REQUIRED ACTION =
Lines that contain "overloading" are to be copied from the material, every one of them.

EXCERPTED DATA =
//! Operator overloading for specification combinators.
//!
//! Implements `BitAnd` (&), `BitOr` (|) and `Not` (!) on the [`Spec`] wrapper,
//! so rules read like the boolean expression they encode:
//!
//! ```ignore
//! let needs_redirect = !(Spec(AllowListBypass::new(..)) | Spec(CompanyScopeGrant));
//! ```

use crate::specification::{And, Not, Or, Specification};
use async_trait::async_trait;
use std::ops::{BitAnd, BitOr, Not as StdNot};

/// Wrapper struct to enable operator overloading on specifications.
#[derive(Clone)]
pub struct Spec<S>(pub S);

impl<A, B> BitAnd<Spec<B>> for Spec<A> {
    type Output = Spec<And<A, B>>;

    fn bitand(self, rhs: Spec<B>) -> Self::Output {
        Spec(And(self.0, rhs.0))
    }
}

impl<A, B> BitOr<Spec<B>> for Spec<A> {
    type Output = Spec<Or<A, B>>;

    fn bitor(self, rhs: Spec<B>) -> Self::Output {
        Spec(Or(self.0, rhs.0))
    }
}

impl<A> StdNot for Spec<A> {
    type Output = Spec<Not<A>>;

    fn not(self) -> Self::Output {
        Spec(Not(self.0))
    }
}

#[async_trait]
impl<Ctx, S> Specification<Ctx> for Spec<S>
where
    Ctx: Send + Sync,
    S: Specification<Ctx>,
{
    async fn is_satisfied_by(&self, ctx: &Ctx) -> bool {
        self.0.is_satisfied_by(ctx).await
    }

    fn name(&self) -> &'static str {
        self.0.name()
    }
}
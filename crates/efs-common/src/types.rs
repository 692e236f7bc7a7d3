//! Domain types read by the company-authorization evaluator.

use std::fmt;
use std::str::FromStr;

use serde::{Deserialize, Serialize};

/// Opaque submission identifier taken from the request URL
pub type SubmissionId = String;

/// Companies House company number taken from the request URL
pub type CompanyNumber = String;

/// A single in-progress filing, as returned by the submission service.
#[derive(Debug, Clone, PartialEq, Eq, Serialize, Deserialize)]
#[serde(rename_all = "camelCase")]
pub struct Submission {
    pub id: SubmissionId,
    #[serde(default)]
    pub company_number: Option<CompanyNumber>,
    #[serde(default)]
    pub status: Option<String>,
    /// Absent until the user has picked a form in the journey
    #[serde(default)]
    pub submission_form: Option<SubmissionForm>,
}

impl Submission {
    /// Form type chosen for this submission, if the user got that far.
    pub fn form_type(&self) -> Option<&str> {
        self.submission_form
            .as_ref()
            .and_then(|form| form.form_type.as_deref())
    }
}

/// The form attached to a submission.
#[derive(Debug, Clone, PartialEq, Eq, Serialize, Deserialize)]
#[serde(rename_all = "camelCase")]
pub struct SubmissionForm {
    #[serde(default)]
    pub form_type: Option<String>,
}

/// Metadata for a filing form.
#[derive(Debug, Clone, PartialEq, Eq, Serialize, Deserialize)]
#[serde(rename_all = "camelCase")]
pub struct FormTemplate {
    pub form_type: String,
    #[serde(default)]
    pub form_name: Option<String>,
    #[serde(default)]
    pub authentication_required: bool,
    /// Category code; resolve with the category hierarchy to get its root
    #[serde(default)]
    pub category: String,
}

/// One node of the form category hierarchy.
#[derive(Debug, Clone, PartialEq, Eq, Serialize, Deserialize)]
#[serde(rename_all = "camelCase")]
pub struct CategoryTemplate {
    pub category_type: String,
    #[serde(default)]
    pub category_name: Option<String>,
    /// Parent category code; empty or `ROOT` at a top-level node
    #[serde(default)]
    pub parent: Option<String>,
}

impl CategoryTemplate {
    /// Parent code, unless this node sits directly under the hierarchy root.
    pub fn parent_code(&self) -> Option<&str> {
        self.parent
            .as_deref()
            .map(str::trim)
            .filter(|parent| !parent.is_empty() && !parent.eq_ignore_ascii_case("ROOT"))
    }
}

/// Sign-in data stored on the user's session by the identity provider.
#[derive(Debug, Clone, Default, PartialEq, Eq, Serialize, Deserialize)]
pub struct SignInInfo {
    #[serde(default)]
    pub signed_in: i32,
    #[serde(default)]
    pub user_profile: Option<UserProfile>,
}

impl SignInInfo {
    pub fn is_signed_in(&self) -> bool {
        self.signed_in == 1
    }

    pub fn email(&self) -> Option<&str> {
        self.user_profile
            .as_ref()
            .and_then(|profile| profile.email.as_deref())
    }

    /// Raw space-delimited scope grant string
    pub fn scope(&self) -> Option<&str> {
        self.user_profile
            .as_ref()
            .and_then(|profile| profile.scope.as_deref())
    }
}

#[derive(Debug, Clone, Default, PartialEq, Eq, Serialize, Deserialize)]
pub struct UserProfile {
    #[serde(default)]
    pub email: Option<String>,
    #[serde(default)]
    pub scope: Option<String>,
}

/// Root ancestor of a category in the form category hierarchy.
#[derive(Debug, Clone, Copy, PartialEq, Eq, Hash, Serialize, Deserialize)]
#[serde(rename_all = "SCREAMING_SNAKE_CASE")]
pub enum TopLevelCategory {
    Root,
    Resolutions,
    ChangeOfConstitution,
    Articles,
    Insolvency,
    Other,
}

impl TopLevelCategory {
    /// Map a backend category code onto a top-level category.
    /// Unrecognised codes are `Other`.
    pub fn from_code(code: &str) -> Self {
        code.parse().unwrap_or(TopLevelCategory::Other)
    }
}

impl fmt::Display for TopLevelCategory {
    fn fmt(&self, f: &mut fmt::Formatter<'_>) -> fmt::Result {
        match self {
            TopLevelCategory::Root => write!(f, "ROOT"),
            TopLevelCategory::Resolutions => write!(f, "RESOLUTIONS"),
            TopLevelCategory::ChangeOfConstitution => write!(f, "CHANGE_OF_CONSTITUTION"),
            TopLevelCategory::Articles => write!(f, "ARTICLES"),
            TopLevelCategory::Insolvency => write!(f, "INSOLVENCY"),
            TopLevelCategory::Other => write!(f, "OTHER"),
        }
    }
}

#[derive(Debug, Clone, PartialEq, Eq)]
pub struct UnknownCategory(pub String);

impl fmt::Display for UnknownCategory {
    fn fmt(&self, f: &mut fmt::Formatter<'_>) -> fmt::Result {
        write!(f, "unknown top-level category: {}", self.0)
    }
}

impl std::error::Error for UnknownCategory {}

impl FromStr for TopLevelCategory {
    type Err = UnknownCategory;

    fn from_str(s: &str) -> Result<Self, Self::Err> {
        match s.trim().to_ascii_uppercase().as_str() {
            "ROOT" => Ok(TopLevelCategory::Root),
            "RESOLUTIONS" => Ok(TopLevelCategory::Resolutions),
            "CHANGE_OF_CONSTITUTION" => Ok(TopLevelCategory::ChangeOfConstitution),
            "ARTICLES" => Ok(TopLevelCategory::Articles),
            "INSOLVENCY" => Ok(TopLevelCategory::Insolvency),
            "OTHER" => Ok(TopLevelCategory::Other),
            other => Err(UnknownCategory(other.to_string())),
        }
    }
}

ANSWER BOX =
//! Operator overloading for specification combinators.
/// Wrapper struct to enable operator overloading on specifications.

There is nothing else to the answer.